## About this task
Copy out each line featuring the string "ColumnHeaderSlot" from the entries beneath.

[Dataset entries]
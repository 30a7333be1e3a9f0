#![forbid(unsafe_code)]

//! Month grid with a roving tabindex.
//!
//! [`MonthGrid`] is the pure, week-major layout of one month: leading
//! blanks up to the weekday of the 1st, one cell per day, the last row
//! padded with blanks to seven columns. [`RovingGrid`] projects that
//! layout onto a `table` in a [`Document`] and keeps exactly one cell
//! reachable by Tab.
//!
//! # Invariants
//!
//! 1. Every row has exactly 7 cells.
//! 2. Exactly one real cell has `tabindex=0`, and its date is the focus
//!    date. Other real cells have `tabindex=-1`; blanks carry no tabindex.
//! 3. When the focus date changes while focus is inside the grid, focus
//!    follows to the new reachable cell. Otherwise focus never moves.
//! 4. The body is rebuilt only when the displayed month changes.
//!
//! # Failure Modes
//!
//! | Call | Bad input | Behavior |
//! |------|-----------|----------|
//! | `MonthGrid::cell` | date outside the displayed month | `ContextMissingError` |
//! | `MonthGrid::column_weekday` | column ≥ 7 | `ContextMissingError` |
//! | `RovingGrid::sync` | detached table | attributes updated, focus untouched |

use core::fmt;

use ahash::AHashMap;
use chrono::{Datelike, Weekday};
use wai_core::{ContextMissingError, Document, NodeId, Role, require};

use super::{Calendar, CalendarDate, WEEK_START, days_from_week_start};

/// Columns per row.
pub const WEEK_LEN: usize = 7;

/// One row of the grid; `None` marks a blank outside the month.
pub type Week = [Option<CalendarDate>; WEEK_LEN];

/// Week-major layout of the month containing a focus date.
#[derive(Debug, Clone, PartialEq, Eq)]
pub struct MonthGrid {
    focus: CalendarDate,
    rows: Vec<Week>,
}

impl MonthGrid {
    /// Lay out the month containing `focus`.
    #[must_use]
    pub fn build(focus: CalendarDate) -> Self {
        let first = first_of_month(focus);
        let lead = days_from_week_start(first.weekday()) as usize;
        let days = first
            .iter_days()
            .take_while(|d| d.month() == first.month() && d.year() == first.year());

        let mut rows: Vec<Week> = Vec::with_capacity(6);
        let mut week: Week = [None; WEEK_LEN];
        let mut column = lead;
        for day in days {
            week[column] = Some(day);
            column += 1;
            if column == WEEK_LEN {
                rows.push(week);
                week = [None; WEEK_LEN];
                column = 0;
            }
        }
        if column != 0 {
            rows.push(week);
        }
        Self { focus, rows }
    }

    #[must_use]
    pub fn focus(&self) -> CalendarDate {
        self.focus
    }

    #[must_use]
    pub fn rows(&self) -> &[Week] {
        &self.rows
    }

    /// First real day of the displayed month.
    #[must_use]
    pub fn first_day(&self) -> CalendarDate {
        first_of_month(self.focus)
    }

    /// Last real day of the displayed month.
    #[must_use]
    pub fn last_day(&self) -> CalendarDate {
        self.rows
            .iter()
            .flatten()
            .rev()
            .find_map(|d| *d)
            .unwrap_or(self.focus)
    }

    /// Whether `date` lies in the displayed month.
    #[must_use]
    pub fn same_month(&self, date: CalendarDate) -> bool {
        date.year() == self.focus.year() && date.month() == self.focus.month()
    }

    /// `(row, column)` of `date`, if displayed.
    #[must_use]
    pub fn position_of(&self, date: CalendarDate) -> Option<(usize, usize)> {
        if !self.same_month(date) {
            return None;
        }
        let offset = days_from_week_start(self.first_day().weekday()) as usize;
        let index = offset + date.day0() as usize;
        Some((index / WEEK_LEN, index % WEEK_LEN))
    }

    /// Tabindex of the cell for `date`: `0` for the focus date, `-1` for
    /// other displayed days, `None` for dates not in the grid.
    #[must_use]
    pub fn tab_index(&self, date: CalendarDate) -> Option<i32> {
        if !self.same_month(date) {
            return None;
        }
        Some(if date == self.focus { 0 } else { -1 })
    }

    /// All cells in row-major order, blanks included.
    pub fn cells(&self) -> impl Iterator<Item = GridCell> + '_ {
        self.rows.iter().enumerate().flat_map(move |(row, week)| {
            week.iter().enumerate().map(move |(column, date)| GridCell {
                date: *date,
                row,
                column,
                tab_index: (*date).and_then(|d| self.tab_index(d)),
            })
        })
    }

    /// The cell for `date`; fails when `date` is not part of this grid.
    pub fn cell(&self, date: CalendarDate) -> Result<GridCell, ContextMissingError> {
        let (row, column) = require(self.position_of(date), Role::GridCell)?;
        Ok(GridCell {
            date: Some(date),
            row,
            column,
            tab_index: self.tab_index(date),
        })
    }

    /// Weekday shown in `column`.
    pub fn column_weekday(&self, column: usize) -> Result<Weekday, ContextMissingError> {
        require(
            (column < WEEK_LEN).then(|| column_weekday(column)),
            Role::ColumnHeader,
        )
    }

    /// The same layout moved to `focus`; rows are reused within a month.
    #[must_use]
    pub fn with_focus(&self, focus: CalendarDate) -> Self {
        if self.same_month(focus) {
            Self {
                focus,
                rows: self.rows.clone(),
            }
        } else {
            Self::build(focus)
        }
    }
}

fn first_of_month(date: CalendarDate) -> CalendarDate {
    date.with_day(1).unwrap_or(date)
}

fn column_weekday(column: usize) -> Weekday {
    (0..column).fold(WEEK_START, |wd, _| wd.succ())
}

/// One grid position.
#[derive(Debug, Clone, Copy, PartialEq, Eq)]
pub struct GridCell {
    /// `None` for a blank.
    pub date: Option<CalendarDate>,
    pub row: usize,
    pub column: usize,
    /// `None` means not focusable at all.
    pub tab_index: Option<i32>,
}

impl GridCell {
    #[must_use]
    pub fn is_blank(&self) -> bool {
        self.date.is_none()
    }
}

const WEEKDAY_NAMES: [&str; 7] = [
    "Sunday",
    "Monday",
    "Tuesday",
    "Wednesday",
    "Thursday",
    "Friday",
    "Saturday",
];

/// Full English weekday name.
#[must_use]
pub fn weekday_name(weekday: Weekday) -> &'static str {
    WEEKDAY_NAMES[weekday.num_days_from_sunday() as usize]
}

/// Two-letter abbreviation, e.g. `Su`.
#[must_use]
pub fn weekday_short(weekday: Weekday) -> &'static str {
    &weekday_name(weekday)[..2]
}

/// Content of one column header.
#[derive(Debug, Clone, PartialEq, Eq)]
pub struct ColumnHeaderContent {
    /// `abbr` attribute.
    pub abbr: String,
    /// Visible text.
    pub text: String,
}

type ColumnHeaderSlot = Box<dyn Fn(Weekday) -> ColumnHeaderContent>;
type CellSlot = Box<dyn Fn(CalendarDate) -> String>;

/// Named content slots of a month grid, resolved when the grid is built.
pub struct GridSlots {
    column_header: ColumnHeaderSlot,
    cell: CellSlot,
}

impl Default for GridSlots {
    fn default() -> Self {
        Self {
            column_header: Box::new(|wd| ColumnHeaderContent {
                abbr: weekday_name(wd).to_owned(),
                text: weekday_short(wd).to_owned(),
            }),
            cell: Box::new(|date| date.format("%d").to_string()),
        }
    }
}

impl fmt::Debug for GridSlots {
    fn fmt(&self, f: &mut fmt::Formatter<'_>) -> fmt::Result {
        f.debug_struct("GridSlots").finish_non_exhaustive()
    }
}

impl GridSlots {
    /// Override column header content.
    #[must_use]
    pub fn column_header(
        mut self,
        slot: impl Fn(Weekday) -> ColumnHeaderContent + 'static,
    ) -> Self {
        self.column_header = Box::new(slot);
        self
    }

    /// Override cell text.
    #[must_use]
    pub fn cell(mut self, slot: impl Fn(CalendarDate) -> String + 'static) -> Self {
        self.cell = Box::new(slot);
        self
    }

    #[must_use]
    pub fn column_header_content(&self, weekday: Weekday) -> ColumnHeaderContent {
        (self.column_header)(weekday)
    }

    #[must_use]
    pub fn cell_text(&self, date: CalendarDate) -> String {
        (self.cell)(date)
    }
}

/// A [`MonthGrid`] projected onto a `table` element.
#[derive(Debug)]
pub struct RovingGrid {
    grid: MonthGrid,
    slots: GridSlots,
    table: NodeId,
    body: NodeId,
    cells: AHashMap<CalendarDate, NodeId>,
    rebuilds: usize,
}

impl RovingGrid {
    /// Build the table under `parent`.
    ///
    /// `labelledby` is the id of the element naming the grid, normally the
    /// calendar title.
    pub fn mount(
        doc: &mut Document,
        parent: NodeId,
        focus: CalendarDate,
        slots: GridSlots,
        labelledby: Option<&str>,
    ) -> Self {
        let grid = MonthGrid::build(focus);
        let table = doc.create_in(parent, "table");
        doc.set_attr(table, "role", "grid");
        doc.set_attr_opt(table, "aria-labelledby", labelledby);

        let head = doc.create_in(table, "thead");
        doc.set_attr(head, "role", "rowgroup");
        let head_row = doc.create_in(head, "tr");
        doc.set_attr(head_row, "role", "row");
        for column in 0..WEEK_LEN {
            let content = slots.column_header_content(column_weekday(column));
            let th = doc.create_in(head_row, "th");
            doc.set_attr(th, "role", "columnheader");
            doc.set_attr(th, "abbr", content.abbr);
            doc.set_text(th, content.text);
        }
        let body = doc.create_in(table, "tbody");

        let mut this = Self {
            grid,
            slots,
            table,
            body,
            cells: AHashMap::new(),
            rebuilds: 0,
        };
        this.build_body(doc);
        this
    }

    /// Mount a grid labelled by, and focused on, `calendar`.
    pub fn for_calendar(
        doc: &mut Document,
        parent: NodeId,
        calendar: &Calendar,
        slots: GridSlots,
    ) -> Self {
        Self::mount(
            doc,
            parent,
            calendar.focus_date(),
            slots,
            Some(calendar.grid_label_id()),
        )
    }

    fn build_body(&mut self, doc: &mut Document) {
        doc.clear_children(self.body);
        self.cells.clear();
        for week in self.grid.rows() {
            let tr = doc.create_in(self.body, "tr");
            doc.set_attr(tr, "role", "row");
            for date in week {
                let td = doc.create_in(tr, "td");
                doc.set_attr(td, "role", "gridcell");
                if let Some(date) = date {
                    doc.set_attr(td, "data-date", date.to_string());
                    doc.set_text(td, self.slots.cell_text(*date));
                    doc.set_tab_index(td, self.grid.tab_index(*date));
                    self.cells.insert(*date, td);
                }
            }
        }
        self.rebuilds += 1;
        #[cfg(feature = "tracing")]
        tracing::debug!(
            month = %self.grid.first_day().format("%Y-%m"),
            rows = self.grid.rows().len(),
            "month grid rebuilt"
        );
    }

    /// Move the roving tabindex to `focus`.
    ///
    /// Returns whether document focus moved to the new cell.
    pub fn sync(&mut self, doc: &mut Document, focus: CalendarDate) -> bool {
        let previous = self.grid.focus();
        if focus == previous {
            return false;
        }
        // Read before the body is torn down, which would drop focus.
        let had_focus = doc.focus_within(self.table);

        let rebuild = !self.grid.same_month(focus);
        self.grid = self.grid.with_focus(focus);
        if rebuild {
            self.build_body(doc);
        } else {
            if let Some(old) = self.cells.get(&previous) {
                doc.set_tab_index(*old, Some(-1));
            }
            if let Some(new) = self.cells.get(&focus) {
                doc.set_tab_index(*new, Some(0));
            }
        }

        let moved = had_focus && self.cell_node(focus).is_some_and(|cell| doc.focus(cell));
        #[cfg(feature = "tracing")]
        tracing::trace!(%previous, %focus, rebuild, moved, "roving tabindex synced");
        moved
    }

    /// Element of the cell showing `date`.
    #[must_use]
    pub fn cell_node(&self, date: CalendarDate) -> Option<NodeId> {
        self.cells.get(&date).copied()
    }

    /// Date shown by a cell element.
    #[must_use]
    pub fn date_at(&self, node: NodeId) -> Option<CalendarDate> {
        self.cells
            .iter()
            .find_map(|(date, cell)| (*cell == node).then_some(*date))
    }

    /// The currently reachable cell.
    #[must_use]
    pub fn active_cell(&self) -> Option<NodeId> {
        self.cell_node(self.grid.focus())
    }

    #[must_use]
    pub fn grid(&self) -> &MonthGrid {
        &self.grid
    }

    #[must_use]
    pub fn table(&self) -> NodeId {
        self.table
    }

    #[must_use]
    pub fn body(&self) -> NodeId {
        self.body
    }

    /// How many times the body has been built.
    #[must_use]
    pub fn rebuild_count(&self) -> usize {
        self.rebuilds
    }
}
#![forbid(unsafe_code)]

//! Scenario harness for wai widgets.
//!
//! [`Harness`] wraps a [`Program`] with key-addressed helpers (press, click,
//! focus, attribute reads) and records every check as a JSONL line on
//! stderr for CI artifact review.
//!
//! ```
//! use wai_harness::Harness;
//! use wai_runtime::Element;
//!
//! let mut h = Harness::new("doc_example", Element::new("button").key("ok")).unwrap();
//! h.focus("ok");
//! assert!(h.check("focus lands", h.is_focused("ok"), ""));
//! ```

use std::sync::Once;

use serde_json::json;
use tracing_subscriber::prelude::*;
use wai_core::{ContextMissingError, Event, KeyCode, KeyEvent, NodeId};
use wai_runtime::{Element, Program};

static TRACING: Once = Once::new();

/// Install a test-writer tracing subscriber once per process.
pub fn init_tracing() {
    TRACING.call_once(|| {
        let _ = tracing_subscriber::registry()
            .with(tracing_subscriber::fmt::layer().with_test_writer())
            .try_init();
    });
}

/// Emit a JSONL log entry (for CI artifact review).
pub fn log_jsonl(test: &str, check: &str, passed: bool, notes: &str) {
    let line = json!({
        "test": test,
        "check": check,
        "passed": passed,
        "notes": notes,
    });
    eprintln!("{line}");
}

/// A mounted program driven by element keys.
#[derive(Debug)]
pub struct Harness {
    name: String,
    program: Program,
    checks: usize,
}

impl Harness {
    /// Mount `tree` for the scenario `name`.
    pub fn new(name: &str, tree: Element) -> Result<Self, ContextMissingError> {
        init_tracing();
        let program = Program::new(tree)?;
        tracing::debug!(scenario = name, "harness ready");
        Ok(Self {
            name: name.to_owned(),
            program,
            checks: 0,
        })
    }

    #[must_use]
    pub fn program(&self) -> &Program {
        &self.program
    }

    pub fn program_mut(&mut self) -> &mut Program {
        &mut self.program
    }

    /// Element registered under `key`.
    ///
    /// # Panics
    ///
    /// Panics when no element has that key; scenarios name every element
    /// they touch.
    #[must_use]
    pub fn node(&self, key: &str) -> NodeId {
        self.program
            .node(key)
            .unwrap_or_else(|| panic!("scenario `{}` has no element keyed `{key}`", self.name))
    }

    pub fn dispatch(&mut self, event: Event) -> bool {
        self.program.dispatch(event)
    }

    /// Press an unmodified key.
    pub fn press(&mut self, code: KeyCode) -> bool {
        self.dispatch(Event::key(code))
    }

    /// Press a key with Shift held.
    pub fn shift(&mut self, code: KeyCode) -> bool {
        self.dispatch(Event::shift_key(code))
    }

    pub fn key(&mut self, key: KeyEvent) -> bool {
        self.dispatch(Event::Key(key))
    }

    /// Click the element under `key`.
    pub fn click(&mut self, key: &str) -> bool {
        let node = self.node(key);
        self.click_node(node)
    }

    /// Click an element that has no key, such as a generated grid cell.
    pub fn click_node(&mut self, node: NodeId) -> bool {
        self.dispatch(Event::Click(node))
    }

    /// Focus the element under `key`.
    pub fn focus(&mut self, key: &str) -> bool {
        self.program.focus(key)
    }

    #[must_use]
    pub fn focused(&self) -> Option<NodeId> {
        self.program.doc().active_element()
    }

    #[must_use]
    pub fn is_focused(&self, key: &str) -> bool {
        self.program.node(key).is_some() && self.focused() == self.program.node(key)
    }

    /// Text of the element under `key` and its descendants.
    #[must_use]
    pub fn text(&self, key: &str) -> String {
        self.program.doc().text_content(self.node(key))
    }

    #[must_use]
    pub fn attr(&self, key: &str, name: &str) -> Option<String> {
        self.program
            .doc()
            .attr(self.node(key), name)
            .map(str::to_owned)
    }

    /// Log a check and return its outcome.
    pub fn check(&mut self, check: &str, passed: bool, notes: &str) -> bool {
        self.checks += 1;
        tracing::debug!(scenario = %self.name, check, passed, "check");
        log_jsonl(&self.name, check, passed, notes);
        passed
    }

    /// Number of checks logged so far.
    #[must_use]
    pub fn checks(&self) -> usize {
        self.checks
    }
}

#[cfg(test)]
mod tests {
    use super::*;

    #[test]
    fn missing_context_surfaces_from_new() {
        let err = Harness::new("bad", Element::new("div").child(Element::calendar_title()))
            .unwrap_err();
        assert_eq!(err.role, wai_core::Role::CalendarTitle);
    }

    #[test]
    fn checks_are_counted() {
        let mut h = Harness::new("count", Element::new("div")).unwrap();
        assert!(h.check("one", true, ""));
        assert!(!h.check("two", false, "expected failure"));
        assert_eq!(h.checks(), 2);
    }

    #[test]
    #[should_panic(expected = "no element keyed")]
    fn unknown_key_panics() {
        let h = Harness::new("keys", Element::new("div")).unwrap();
        let _ = h.node("nope");
    }
}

## Exercise response
type ColumnHeaderSlot = Box<dyn Fn(Weekday) -> ColumnHeaderContent>;
    column_header: ColumnHeaderSlot,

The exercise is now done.